■ Source records ■
╔══
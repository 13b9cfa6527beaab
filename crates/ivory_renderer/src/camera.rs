//! Camera for ray generation.

use crate::sampling::{random_in_unit_disk, sample_square};
use crate::settings::{image_height_for, ConfigError, RenderSettings};
use crate::Ray;
use ivory_math::Vec3;
use rand::RngCore;

/// Camera for generating rays into the scene.
///
/// Configure with the `with_*` builders, then call [`Camera::initialize`]
/// once per render to validate the configuration and derive the viewport.
/// Any builder call returns the camera to the uninitialized state.
#[derive(Debug, Clone)]
pub struct Camera {
    // Image settings
    image_width: u32,
    aspect_ratio: f32,
    samples_per_pixel: u32,
    max_depth: u32,

    // Camera positioning
    look_from: Vec3,
    look_at: Vec3,
    vup: Vec3,

    // Lens settings
    vfov: f32,          // Vertical field of view in degrees
    defocus_angle: f32, // Variation angle of rays through each pixel
    focus_dist: f32,    // Distance from camera to plane of perfect focus

    // Cached computed values (set by initialize())
    initialized: bool,
    image_height: u32,
    center: Vec3,
    pixel00_loc: Vec3,
    pixel_delta_u: Vec3,
    pixel_delta_v: Vec3,
    u: Vec3,
    v: Vec3,
    w: Vec3,
    defocus_disk_u: Vec3,
    defocus_disk_v: Vec3,
    samples_scale: f32,
}

impl Camera {
    /// Create a new camera with default settings.
    pub fn new() -> Self {
        Self {
            image_width: 100,
            aspect_ratio: 1.0,
            samples_per_pixel: 10,
            max_depth: 10,
            look_from: Vec3::ZERO,
            look_at: Vec3::new(0.0, 0.0, -1.0),
            vup: Vec3::Y,
            vfov: 90.0,
            defocus_angle: 0.0,
            focus_dist: 10.0,
            initialized: false,
            image_height: 100,
            center: Vec3::ZERO,
            pixel00_loc: Vec3::ZERO,
            pixel_delta_u: Vec3::ZERO,
            pixel_delta_v: Vec3::ZERO,
            u: Vec3::X,
            v: Vec3::Y,
            w: Vec3::Z,
            defocus_disk_u: Vec3::ZERO,
            defocus_disk_v: Vec3::ZERO,
            samples_scale: 0.1,
        }
    }

    /// Build an uninitialized camera from a settings record.
    pub fn from_settings(settings: &RenderSettings) -> Self {
        Self::new()
            .with_image(settings.image_width, settings.aspect_ratio)
            .with_quality(settings.samples_per_pixel, settings.max_depth)
            .with_position(settings.look_from, settings.look_at, settings.vup)
            .with_lens(settings.vfov, settings.defocus_angle, settings.focus_distance)
    }

    /// Set image width and aspect ratio; the height is derived.
    pub fn with_image(mut self, width: u32, aspect_ratio: f32) -> Self {
        self.image_width = width;
        self.aspect_ratio = aspect_ratio;
        self.initialized = false;
        self
    }

    /// Set quality settings.
    pub fn with_quality(mut self, samples: u32, max_depth: u32) -> Self {
        self.samples_per_pixel = samples;
        self.max_depth = max_depth;
        self.initialized = false;
        self
    }

    /// Set camera position.
    pub fn with_position(mut self, look_from: Vec3, look_at: Vec3, vup: Vec3) -> Self {
        self.look_from = look_from;
        self.look_at = look_at;
        self.vup = vup;
        self.initialized = false;
        self
    }

    /// Set lens settings.
    pub fn with_lens(mut self, vfov: f32, defocus_angle: f32, focus_dist: f32) -> Self {
        self.vfov = vfov;
        self.defocus_angle = defocus_angle;
        self.focus_dist = focus_dist;
        self.initialized = false;
        self
    }

    /// Check the configuration for values that would yield NaN or
    /// degenerate viewport geometry.
    pub fn validate(&self) -> Result<(), ConfigError> {
        let scalars = [
            ("aspect ratio", self.aspect_ratio),
            ("field of view", self.vfov),
            ("defocus angle", self.defocus_angle),
            ("focus distance", self.focus_dist),
        ];
        for (name, value) in scalars {
            if !value.is_finite() {
                return Err(ConfigError::NonFinite(name));
            }
        }
        let vectors = [
            ("look-from", self.look_from),
            ("look-at", self.look_at),
            ("view-up", self.vup),
        ];
        for (name, value) in vectors {
            if !value.is_finite() {
                return Err(ConfigError::NonFinite(name));
            }
        }

        if self.aspect_ratio <= 0.0 {
            return Err(ConfigError::NonPositiveAspectRatio(self.aspect_ratio));
        }
        if self.image_width == 0 {
            return Err(ConfigError::ZeroImageWidth);
        }
        if self.samples_per_pixel == 0 {
            return Err(ConfigError::ZeroSamples);
        }
        if self.vfov <= 0.0 || self.vfov >= 180.0 {
            return Err(ConfigError::FovOutOfRange(self.vfov));
        }

        let view = self.look_from - self.look_at;
        if view.length_squared() < 1e-12 {
            return Err(ConfigError::DegenerateView);
        }
        if self.vup.cross(view.normalize()).length_squared() < 1e-12 {
            return Err(ConfigError::ParallelViewUp);
        }

        if self.defocus_angle < 0.0 {
            return Err(ConfigError::NegativeDefocusAngle(self.defocus_angle));
        }
        if self.focus_dist <= 0.0 {
            return Err(ConfigError::NonPositiveFocusDistance(self.focus_dist));
        }

        Ok(())
    }

    /// Validate the configuration and derive the viewport state.
    ///
    /// Must be called before generating rays. Calling it again recomputes
    /// the same state.
    pub fn initialize(&mut self) -> Result<(), ConfigError> {
        self.validate()?;

        self.image_height = image_height_for(self.image_width, self.aspect_ratio);
        self.samples_scale = 1.0 / self.samples_per_pixel as f32;
        self.center = self.look_from;

        // Calculate viewport dimensions
        let theta = self.vfov.to_radians();
        let h = (theta / 2.0).tan();
        let viewport_height = 2.0 * h * self.focus_dist;
        let viewport_width =
            viewport_height * (self.image_width as f32 / self.image_height as f32);

        // Calculate camera basis vectors
        self.w = (self.look_from - self.look_at).normalize();
        self.u = self.vup.cross(self.w).normalize();
        self.v = self.w.cross(self.u);

        // Calculate viewport vectors
        let viewport_u = viewport_width * self.u;
        let viewport_v = -viewport_height * self.v;

        // Calculate pixel delta vectors
        self.pixel_delta_u = viewport_u / self.image_width as f32;
        self.pixel_delta_v = viewport_v / self.image_height as f32;

        // Calculate upper left pixel location
        let viewport_upper_left =
            self.center - self.focus_dist * self.w - viewport_u / 2.0 - viewport_v / 2.0;

        self.pixel00_loc = viewport_upper_left + 0.5 * (self.pixel_delta_u + self.pixel_delta_v);

        // Calculate defocus disk basis vectors
        let defocus_radius = self.focus_dist * (self.defocus_angle / 2.0).to_radians().tan();
        self.defocus_disk_u = self.u * defocus_radius;
        self.defocus_disk_v = self.v * defocus_radius;

        self.initialized = true;
        log::debug!(
            "Camera initialized: {}x{}, {} spp, depth {}",
            self.image_width,
            self.image_height,
            self.samples_per_pixel,
            self.max_depth
        );
        Ok(())
    }

    /// Generate a jittered ray for pixel (x, y).
    pub fn get_ray(&self, x: u32, y: u32, rng: &mut dyn RngCore) -> Ray {
        debug_assert!(self.initialized, "Camera::initialize must run before get_ray");

        let offset = sample_square(rng);

        let pixel_sample = self.pixel00_loc
            + ((x as f32) + offset.x) * self.pixel_delta_u
            + ((y as f32) + offset.y) * self.pixel_delta_v;

        let ray_origin = if self.defocus_angle <= 0.0 {
            self.center
        } else {
            self.defocus_disk_sample(rng)
        };

        Ray::new(ray_origin, pixel_sample - ray_origin)
    }

    /// Sample a point on the defocus disk.
    fn defocus_disk_sample(&self, rng: &mut dyn RngCore) -> Vec3 {
        let p = random_in_unit_disk(rng);
        self.center + p.x * self.defocus_disk_u + p.y * self.defocus_disk_v
    }

    pub fn is_initialized(&self) -> bool {
        self.initialized
    }

    pub fn image_width(&self) -> u32 {
        self.image_width
    }

    /// Derived image height; only meaningful after `initialize`.
    pub fn image_height(&self) -> u32 {
        self.image_height
    }

    pub fn samples_per_pixel(&self) -> u32 {
        self.samples_per_pixel
    }

    pub fn max_depth(&self) -> u32 {
        self.max_depth
    }

    /// Get the samples scale factor (1 / samples_per_pixel).
    pub fn samples_scale(&self) -> f32 {
        self.samples_scale
    }

    pub fn center(&self) -> Vec3 {
        self.center
    }
}

impl Default for Camera {
    fn default() -> Self {
        Self::new()
    }
}

#[cfg(test)]
mod tests {
    use super::*;
    use rand::rngs::StdRng;
    use rand::SeedableRng;

    fn forward_camera(width: u32, aspect: f32) -> Camera {
        Camera::new()
            .with_image(width, aspect)
            .with_position(Vec3::ZERO, Vec3::new(0.0, 0.0, -1.0), Vec3::Y)
            .with_lens(90.0, 0.0, 1.0)
    }

    #[test]
    fn test_camera_initialize() {
        let mut camera = forward_camera(800, 4.0 / 3.0);
        assert!(!camera.is_initialized());

        camera.initialize().unwrap();

        assert!(camera.is_initialized());
        assert_eq!(camera.image_height(), 600);
        assert_eq!(camera.center, Vec3::ZERO);
        assert!((camera.w - Vec3::Z).length() < 0.001);
        assert!((camera.u - Vec3::X).length() < 0.001);
        assert!((camera.v - Vec3::Y).length() < 0.001);
        assert!((camera.samples_scale() - 0.1).abs() < 1e-6);
    }

    #[test]
    fn test_pixel_grid_spans_viewport() {
        // 90 degree fov at focus distance 1: viewport is 2 units tall and wide
        let mut camera = forward_camera(100, 1.0);
        camera.initialize().unwrap();

        assert!((camera.pixel_delta_u - Vec3::new(0.02, 0.0, 0.0)).length() < 1e-6);
        assert!((camera.pixel_delta_v - Vec3::new(0.0, -0.02, 0.0)).length() < 1e-6);
        assert!((camera.pixel00_loc - Vec3::new(-0.99, 0.99, -1.0)).length() < 1e-5);
    }

    #[test]
    fn test_camera_ray_direction() {
        let mut camera = forward_camera(100, 1.0);
        camera.initialize().unwrap();

        let mut rng = StdRng::seed_from_u64(42);

        // Center ray should point roughly towards -Z
        let ray = camera.get_ray(50, 50, &mut rng);
        assert!(ray.direction().z < 0.0);
        assert_eq!(ray.origin(), Vec3::ZERO);

        // Corner ray stays inside its pixel footprint
        let ray = camera.get_ray(0, 0, &mut rng);
        let target = ray.at(1.0);
        assert!(target.x >= -1.0 - 1e-5 && target.x <= -0.98 + 1e-5);
        assert!(target.y <= 1.0 + 1e-5 && target.y >= 0.98 - 1e-5);
    }

    #[test]
    fn test_defocus_origins_within_disk() {
        let mut camera = forward_camera(10, 1.0).with_lens(90.0, 10.0, 5.0);
        camera.initialize().unwrap();

        let radius = 5.0 * (5.0f32).to_radians().tan();
        let mut rng = StdRng::seed_from_u64(9);
        let mut moved = false;
        for _ in 0..200 {
            let ray = camera.get_ray(5, 5, &mut rng);
            let offset = ray.origin() - camera.center();
            assert!(offset.length() <= radius + 1e-4);
            assert!(offset.z.abs() < 1e-5);
            moved |= offset.length() > 0.0;
        }
        assert!(moved);
    }

    #[test]
    fn test_initialize_rejects_parallel_up() {
        let mut camera = forward_camera(10, 1.0).with_position(
            Vec3::ZERO,
            Vec3::new(0.0, -1.0, 0.0),
            Vec3::Y,
        );
        assert!(matches!(camera.initialize(), Err(ConfigError::ParallelViewUp)));
        assert!(!camera.is_initialized());
    }

    #[test]
    fn test_builder_resets_initialization() {
        let mut camera = forward_camera(10, 1.0);
        camera.initialize().unwrap();
        let camera = camera.with_quality(4, 2);
        assert!(!camera.is_initialized());
    }
}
╚══
■ Try it ■
Find the word "Result" in the records, and report each line that has it.

■ Task answer ■
    pub fn validate(&self) -> Result<(), ConfigError> {
    pub fn initialize(&mut self) -> Result<(), ConfigError> {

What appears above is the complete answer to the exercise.